* [What the task asks]
Retrieve every line from the records in which the word "parallel" occurs.

*** Available data Section Begins ***

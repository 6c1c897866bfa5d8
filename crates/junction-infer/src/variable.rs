//! Discrete random variables.

use serde::{Deserialize, Serialize};

use crate::error::{PgmError, Result};

/// A named discrete variable with ordered state labels.
#[derive(Debug, Clone, PartialEq, Eq, Hash, Serialize, Deserialize)]
pub struct Variable {
    name: String,
    labels: Vec<String>,
}

impl Variable {
    /// Variable with `domain_size` states labelled `"0"`, `"1"`, ...
    pub fn new(name: impl Into<String>, domain_size: usize) -> Result<Self> {
        let labels = (0..domain_size).map(|i| i.to_string()).collect();
        Self::with_labels(name, labels)
    }

    /// Variable with explicit state labels.
    pub fn with_labels(name: impl Into<String>, labels: Vec<String>) -> Result<Self> {
        let name = name.into();
        if labels.is_empty() {
            return Err(PgmError::InvalidTable(format!(
                "variable '{}' needs at least one state",
                name
            )));
        }
        for (i, label) in labels.iter().enumerate() {
            if labels[..i].contains(label) {
                return Err(PgmError::InvalidTable(format!(
                    "variable '{}' has duplicate label '{}'",
                    name, label
                )));
            }
        }
        Ok(Self { name, labels })
    }

    pub fn name(&self) -> &str {
        &self.name
    }

    pub fn labels(&self) -> &[String] {
        &self.labels
    }

    /// Number of states.
    pub fn domain_size(&self) -> usize {
        self.labels.len()
    }

    /// Index of the state called `label`.
    pub fn state(&self, label: &str) -> Option<usize> {
        self.labels.iter().position(|l| l == label)
    }
}

impl std::fmt::Display for Variable {
    fn fmt(&self, f: &mut std::fmt::Formatter<'_>) -> std::fmt::Result {
        write!(f, "{}<{}>", self.name, self.labels.join(","))
    }
}
//! Inference configuration.
//!
//! Every field has a default, so a TOML file only needs the keys it changes:
//!
//! ```toml
//! elimination = "weighted-min-fill"
//! minimality = true
//! domain = "log"
//! max_triangulation_time_ms = 250
//! ```

use std::fs;
use std::path::Path;
use std::time::Duration;

use serde::{Deserialize, Serialize};

use crate::elimination::EliminationHeuristic;
use crate::error::{PgmError, Result};
use crate::junction_tree::JunctionTreeStrategy;

/// Representation of table values.
#[derive(Debug, Clone, Copy, PartialEq, Eq, Default, Serialize, Deserialize)]
#[serde(rename_all = "kebab-case")]
pub enum NumericDomain {
    /// Probabilities; combine by product, marginalize by sum.
    #[default]
    Linear,
    /// Log-probabilities; combine by sum, marginalize by log-sum-exp.
    Log,
}

/// What the propagation computes.
#[derive(Debug, Clone, Copy, PartialEq, Eq, Default, Serialize, Deserialize)]
#[serde(rename_all = "kebab-case")]
pub enum PropagationMode {
    /// Marginals.
    #[default]
    SumProduct,
    /// Max-marginals.
    MaxProduct,
}

/// Options for building and running a junction-tree engine.
#[derive(Debug, Clone, PartialEq, Eq, Default, Serialize, Deserialize)]
#[serde(default)]
pub struct InferenceConfig {
    /// Elimination heuristic used for triangulation.
    pub elimination: EliminationHeuristic,

    /// Remove fill-ins not needed for chordality.
    pub minimality: bool,

    /// Binarize the junction tree before propagation.
    pub binary_join_tree: bool,

    /// Whether tables hold probabilities or their logarithms.
    pub domain: NumericDomain,

    /// Triangulation time budget; `None` is unlimited.
    pub max_triangulation_time_ms: Option<u64>,

    /// How cliques are connected into a tree.
    pub junction_tree: JunctionTreeStrategy,

    /// Sum-product or max-product.
    pub mode: PropagationMode,

    /// Propagate independent subtrees on the rayon pool.
    pub parallel: bool,
}

impl InferenceConfig {
    pub fn new() -> Self {
        Self::default()
    }

    pub fn with_elimination(mut self, elimination: EliminationHeuristic) -> Self {
        self.elimination = elimination;
        self
    }

    pub fn with_minimality(mut self, minimality: bool) -> Self {
        self.minimality = minimality;
        self
    }

    pub fn with_binary_join_tree(mut self, binary: bool) -> Self {
        self.binary_join_tree = binary;
        self
    }

    pub fn with_domain(mut self, domain: NumericDomain) -> Self {
        self.domain = domain;
        self
    }

    /// Limit triangulation time. Limits beyond `u64::MAX` milliseconds saturate.
    pub fn with_max_triangulation_time(mut self, limit: Duration) -> Self {
        self.max_triangulation_time_ms =
            Some(u64::try_from(limit.as_millis()).unwrap_or(u64::MAX));
        self
    }

    pub fn with_junction_tree(mut self, strategy: JunctionTreeStrategy) -> Self {
        self.junction_tree = strategy;
        self
    }

    pub fn with_mode(mut self, mode: PropagationMode) -> Self {
        self.mode = mode;
        self
    }

    pub fn with_parallel(mut self, parallel: bool) -> Self {
        self.parallel = parallel;
        self
    }

    /// Triangulation budget as a [`Duration`].
    pub fn max_triangulation_time(&self) -> Option<Duration> {
        self.max_triangulation_time_ms.map(Duration::from_millis)
    }

    /// Parse from a TOML document.
    pub fn from_toml_str(content: &str) -> Result<Self> {
        let config: Self = toml::from_str(content)?;
        config.validate()?;
        Ok(config)
    }

    /// Load from a TOML file.
    pub fn from_file(path: impl AsRef<Path>) -> Result<Self> {
        let content = fs::read_to_string(path)?;
        Self::from_toml_str(&content)
    }

    /// Serialize to a pretty TOML document.
    pub fn to_toml_string(&self) -> Result<String> {
        Ok(toml::to_string_pretty(self)?)
    }

    /// Save to a TOML file.
    pub fn save(&self, path: impl AsRef<Path>) -> Result<()> {
        fs::write(path, self.to_toml_string()?)?;
        Ok(())
    }

    /// Reject settings the engine cannot run.
    pub fn validate(&self) -> Result<()> {
        if let EliminationHeuristic::FixedOrder(order) = &self.elimination {
            for (i, node) in order.iter().enumerate() {
                if order[..i].contains(node) {
                    return Err(PgmError::Config(format!(
                        "fixed elimination order lists node {} twice",
                        node
                    )));
                }
            }
        }
        Ok(())
    }
}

*** Available data Section Ends ***

* [Task result]
    pub parallel: bool,
    pub fn with_parallel(mut self, parallel: bool) -> Self {
        self.parallel = parallel;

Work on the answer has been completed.